This Sunday was so far the bloodiest day for children since the beginning of the year, when seven children were caught up in the violence that is unfortunately a routine activity in the city.
“When will the killings stop?” cried Khalid, the father, as he showed the wide lane where the child was shot in broad daylight. The boy was playing tag with his cousins just across his apartment building when firing started by unknown people and a bullet hit him on his head. “Dozens of people are killed every day, and now the criminals are after children. What was my son’s fault?”

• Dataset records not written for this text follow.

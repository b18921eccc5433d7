//! Sign-in-or-sign-up over the password primitive.

use crate::{CredentialDeriver, Identity, ShimError, ShimResult};
use auth_backend::{AuthBackend, RowFilter, Session, SignUpMetadata};
use parking_lot::Mutex;
use std::collections::HashMap;
use std::sync::Arc;
use tracing::{debug, info, warn};

/// Table enriched with provider profile fields after sign-up.
const PROFILES_TABLE: &str = "profiles";

/// How a shim sign-in completed.
#[derive(Debug, Clone, PartialEq)]
pub enum ShimOutcome {
    /// An existing backend account accepted the derived credential.
    SignedIn(Session),
    /// A new account was created. `None` when the backend withholds the
    /// session until confirmation.
    SignedUp(Option<Session>),
}

impl ShimOutcome {
    pub fn session(&self) -> Option<&Session> {
        match self {
            ShimOutcome::SignedIn(session) => Some(session),
            ShimOutcome::SignedUp(session) => session.as_ref(),
        }
    }

    pub fn is_new_account(&self) -> bool {
        matches!(self, ShimOutcome::SignedUp(_))
    }
}

/// Async mutexes keyed by identity. Entries are dropped once unused.
#[derive(Default)]
struct KeyedLocks {
    locks: Mutex<HashMap<String, Arc<tokio::sync::Mutex<()>>>>,
}

impl KeyedLocks {
    fn handle(&self, key: &str) -> Arc<tokio::sync::Mutex<()>> {
        self.locks
            .lock()
            .entry(key.to_string())
            .or_default()
            .clone()
    }

    fn release(&self, key: &str, handle: Arc<tokio::sync::Mutex<()>>) {
        let mut locks = self.locks.lock();
        drop(handle);
        if let Some(entry) = locks.get(key) {
            if Arc::strong_count(entry) == 1 {
                locks.remove(key);
            }
        }
    }

    fn len(&self) -> usize {
        self.locks.lock().len()
    }
}

/// Emulates federated sign-in on a password-only backend.
///
/// Calls for the same `provider:provider_id` are serialized, so concurrent
/// first logins create one account.
pub struct ShimAuthenticator {
    backend: Arc<dyn AuthBackend>,
    deriver: CredentialDeriver,
    locks: KeyedLocks,
}

impl ShimAuthenticator {
    pub fn new(backend: Arc<dyn AuthBackend>, deriver: CredentialDeriver) -> Self {
        Self {
            backend,
            deriver,
            locks: KeyedLocks::default(),
        }
    }

    /// Sign in as `identity`, creating the backend account on first use.
    pub async fn authenticate(&self, identity: &Identity) -> ShimResult<ShimOutcome> {
        if identity.email.as_deref().map_or(true, str::is_empty) {
            warn!(provider = %identity.provider, "Provider identity has no email");
            return Err(ShimError::Identity(format!(
                "{} account has no email",
                identity.provider
            )));
        }

        let key = identity.key();
        let handle = self.locks.handle(&key);
        let result = {
            let _guard = handle.lock().await;
            self.sign_in_or_sign_up(identity).await
        };
        self.locks.release(&key, handle);
        result
    }

    async fn sign_in_or_sign_up(&self, identity: &Identity) -> ShimResult<ShimOutcome> {
        let credential = self
            .deriver
            .derive(&identity.provider, &identity.provider_id)?;

        match self
            .backend
            .sign_in_with_password(&credential.derived_email, &credential.derived_secret)
            .await
        {
            Ok(session) => {
                info!(user_id = %session.user_id, provider = %identity.provider, "Shim sign-in succeeded");
                return Ok(ShimOutcome::SignedIn(session));
            }
            Err(e) if e.is_transient() => {
                warn!(error = %e, "Shim sign-in failed transiently, not signing up");
                return Err(ShimError::Backend(e));
            }
            Err(e) => {
                debug!(error = %e, "Shim sign-in rejected, trying sign-up");
            }
        }

        let metadata = SignUpMetadata {
            display_name: identity.display_name.clone(),
            avatar_url: identity.avatar_url.clone(),
            provider: identity.provider.clone(),
            provider_id: identity.provider_id.clone(),
        };

        let session = self
            .backend
            .sign_up(&credential.derived_email, &credential.derived_secret, &metadata)
            .await
            .map_err(|e| {
                warn!(error = %e, provider = %identity.provider, "Shim sign-up failed");
                ShimError::SignUp(e)
            })?;

        match &session {
            Some(session) => {
                info!(user_id = %session.user_id, provider = %identity.provider, "Shim account created");
                self.enrich_profile(session, identity).await;
            }
            None => info!(provider = %identity.provider, "Shim account created, awaiting confirmation"),
        }

        Ok(ShimOutcome::SignedUp(session))
    }

    async fn enrich_profile(&self, session: &Session, identity: &Identity) {
        let mut patch = serde_json::Map::new();
        if let Some(name) = &identity.display_name {
            patch.insert("display_name".into(), name.clone().into());
        }
        if let Some(avatar) = &identity.avatar_url {
            patch.insert("avatar_url".into(), avatar.clone().into());
        }
        if patch.is_empty() {
            return;
        }

        let filter = [RowFilter::eq("id", session.user_id.clone())];
        if let Err(e) = self
            .backend
            .update(PROFILES_TABLE, &filter, &serde_json::Value::Object(patch))
            .await
        {
            warn!(error = %e, user_id = %session.user_id, "Profile enrichment failed");
        }
    }

    /// Identities with a sign-in currently in progress.
    pub fn in_flight(&self) -> usize {
        self.locks.len()
    }
}
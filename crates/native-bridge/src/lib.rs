//! Request/response channel between embedded web content and the native host.
//!
//! - [`BridgeClient`]: content side. Correlates responses to requests by
//!   callback id, with a bounded wait.
//! - [`HostDispatcher`]: host side. Routes `(type, action)` pairs to
//!   capability handlers and injects the replies as scripts.
//! - [`serve_lines`]: NDJSON transport over any async reader.

mod client;
mod error;
mod handlers;
mod host;
mod loopback;
mod protocol;
mod stdio;

pub use client::{BridgeClient, BridgeConfig, ChannelEmitter, MessageEmitter, DEFAULT_REQUEST_TIMEOUT};
pub use error::{BridgeError, BridgeResult};
pub use handlers::{
    register_device_handlers, CameraDevice, CaptureOptions, CapturedImage, DeviceError,
    DeviceInfo, DeviceInfoProvider, Devices, FixedLocation, HostDeviceInfo, LocationProvider,
    PermissionStatus, Position, SessionTokenSource,
};
pub use host::{Capability, ChannelInjector, HandlerFn, HostDispatcher, ScriptInjector};
pub use loopback::Loopback;
pub use protocol::{
    new_callback_id, parse_dispatch_script, render_dispatch_script, salvage_callback_id,
    BridgeOutcome, BridgeRequest, BridgeResponseEvent, RESPONSE_EVENT,
};
pub use stdio::{serve_lines, spawn_script_writer};
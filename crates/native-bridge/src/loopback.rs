//! In-process pairing of a [`BridgeClient`] with a [`HostDispatcher`].

use crate::protocol::parse_dispatch_script;
use crate::{BridgeClient, BridgeConfig, ChannelEmitter, ChannelInjector, HostDispatcher};
use std::sync::Arc;
use tokio::task::JoinHandle;
use tracing::warn;

/// A client and a host connected through channels.
///
/// Requests travel as JSON strings and responses as injected scripts, the
/// same representations a real embedded surface would see.
pub struct Loopback {
    pub client: Arc<BridgeClient>,
    pub dispatcher: Arc<HostDispatcher>,
    tasks: Vec<JoinHandle<()>>,
}

impl Loopback {
    /// Build the pair. `register` installs host handlers before the
    /// dispatcher is shared.
    pub fn spawn(config: BridgeConfig, register: impl FnOnce(&mut HostDispatcher)) -> Self {
        let (emitter, mut requests) = ChannelEmitter::new();
        let (injector, mut scripts) = ChannelInjector::new();

        let client = Arc::new(BridgeClient::new(emitter, config));
        let mut dispatcher = HostDispatcher::new(Arc::new(injector));
        register(&mut dispatcher);
        let dispatcher = Arc::new(dispatcher);

        let host = {
            let dispatcher = dispatcher.clone();
            tokio::spawn(async move {
                while let Some(raw) = requests.recv().await {
                    let dispatcher = dispatcher.clone();
                    tokio::spawn(async move {
                        if let Err(e) = dispatcher.handle_message(&raw).await {
                            warn!(error = %e, "Loopback host failed to answer");
                        }
                    });
                }
            })
        };

        let content = {
            let client = client.clone();
            tokio::spawn(async move {
                while let Some(script) = scripts.recv().await {
                    match parse_dispatch_script(&script) {
                        Ok(event) => {
                            client.handle_event(event);
                        }
                        Err(e) => warn!(error = %e, "Loopback content dropped a script"),
                    }
                }
            })
        };

        Self {
            client,
            dispatcher,
            tasks: vec![host, content],
        }
    }

    /// Reject pending requests and stop both pumps.
    pub fn shutdown(self) {
        self.client.shutdown();
        for task in self.tasks {
            task.abort();
        }
    }
}
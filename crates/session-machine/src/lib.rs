//! Hybrid auth session state machine.
//!
//! [`SessionController`] owns the one current session. It restores the
//! persisted session at startup, follows backend auth events, persists every
//! change through [`shell_storage::SessionVault`] and publishes
//! [`SessionSnapshot`]s to observers.
//!
//! Profile enrichment runs beside the auth state and never changes it.

mod controller;
mod error;
mod fsm;
mod profile;

pub use controller::{
    Credentials, SessionController, SessionControllerBuilder, SessionSnapshot, SessionTokens,
    TokenSink,
};
pub use error::{SessionError, SessionResult};
pub use fsm::{
    RefreshConfig, SessionMachine, SessionMachineInput, SessionMachineState, SessionState,
};
pub use profile::{BackendProfileSource, Profile, ProfileSource};
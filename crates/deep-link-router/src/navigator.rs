//! Navigation targets and the navigator seam.

use parking_lot::Mutex;
use serde::Serialize;

/// A screen the router can send the user to.
#[derive(Debug, Clone, PartialEq, Eq, Serialize)]
#[serde(tag = "route", rename_all = "snake_case")]
pub enum Route {
    AuthenticatedRoot,
    UnauthenticatedRoot,
    PasswordReset { token: String },
    AuthScreen { path: String },
    ContentDetail { resource: String, id: String },
    Content { path: String },
}

/// Drives the app's navigation stack.
pub trait Navigator: Send + Sync {
    /// Push `route` on top of the history.
    fn push(&self, route: Route);

    /// Replace the whole history with `route`.
    fn reset(&self, route: Route);
}

/// Navigator that keeps the history in memory.
#[derive(Debug, Default)]
pub struct RecordingNavigator {
    history: Mutex<Vec<Route>>,
}

impl RecordingNavigator {
    pub fn new() -> Self {
        Self::default()
    }

    pub fn history(&self) -> Vec<Route> {
        self.history.lock().clone()
    }

    pub fn current(&self) -> Option<Route> {
        self.history.lock().last().cloned()
    }

    /// Index of the current route, `None` before the first navigation.
    pub fn index(&self) -> Option<usize> {
        self.history.lock().len().checked_sub(1)
    }
}

impl Navigator for RecordingNavigator {
    fn push(&self, route: Route) {
        self.history.lock().push(route);
    }

    fn reset(&self, route: Route) {
        let mut history = self.history.lock();
        history.clear();
        history.push(route);
    }
}

#[cfg(test)]
mod tests {
    use super::*;

    #[test]
    fn test_reset_drops_history() {
        let navigator = RecordingNavigator::new();
        assert_eq!(navigator.index(), None);

        navigator.push(Route::UnauthenticatedRoot);
        navigator.push(Route::AuthScreen {
            path: "/auth/login".to_string(),
        });
        assert_eq!(navigator.index(), Some(1));

        navigator.reset(Route::AuthenticatedRoot);
        assert_eq!(navigator.index(), Some(0));
        assert_eq!(navigator.history(), vec![Route::AuthenticatedRoot]);
    }
}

Mubasher’s cousin, Sheheryar, was so terrified that he contracted fever. “When we heard the gunfire, we thought it was firecracker at first. But then we saw blood coming out from his head and started screaming.”

Inside Mubasher’s house, his mother Afshan clutched his blood stained jeans and blue shirt, sobbing and repeating. “Bring my child back.” A teary-eyed Khalid, a city government employee, said that his eldest child wanted to be a doctor. “When my mother was paralysed, Mubasher would say to her that he would cure her by becoming a doctor. He was a simple boy. He loved to watch Tom and Jerry and play cricket.”
Apart from Mubasher’s killing by a stray bullet, a toddler came in the midst of a target killing in New Karachi. Two-and-half-year-old Hammad came in the midst of a political killing when he was playing outside at night. He came under fire when a political activist of Sunni Tehreek was shot at. Critically shot, the toddler is now battling for survival at Aga Khan hospital.
In Mianwali Colony, a brawl between Christians led to the injuries of six boys, who were hit by pellets. Khurram, a resident, said that the children were treated at Abbasi Shaheed Hospital and were safely home. “It was sad that people are becoming so violent that they are now targeting young children. No child is safe now.”
Last year according to the Human Rights Commission of Pakistan 2012, 12 children became victims of target killings and 22 were killed by stray bullets.
Published in The Express Tribune, January 29th, 2013.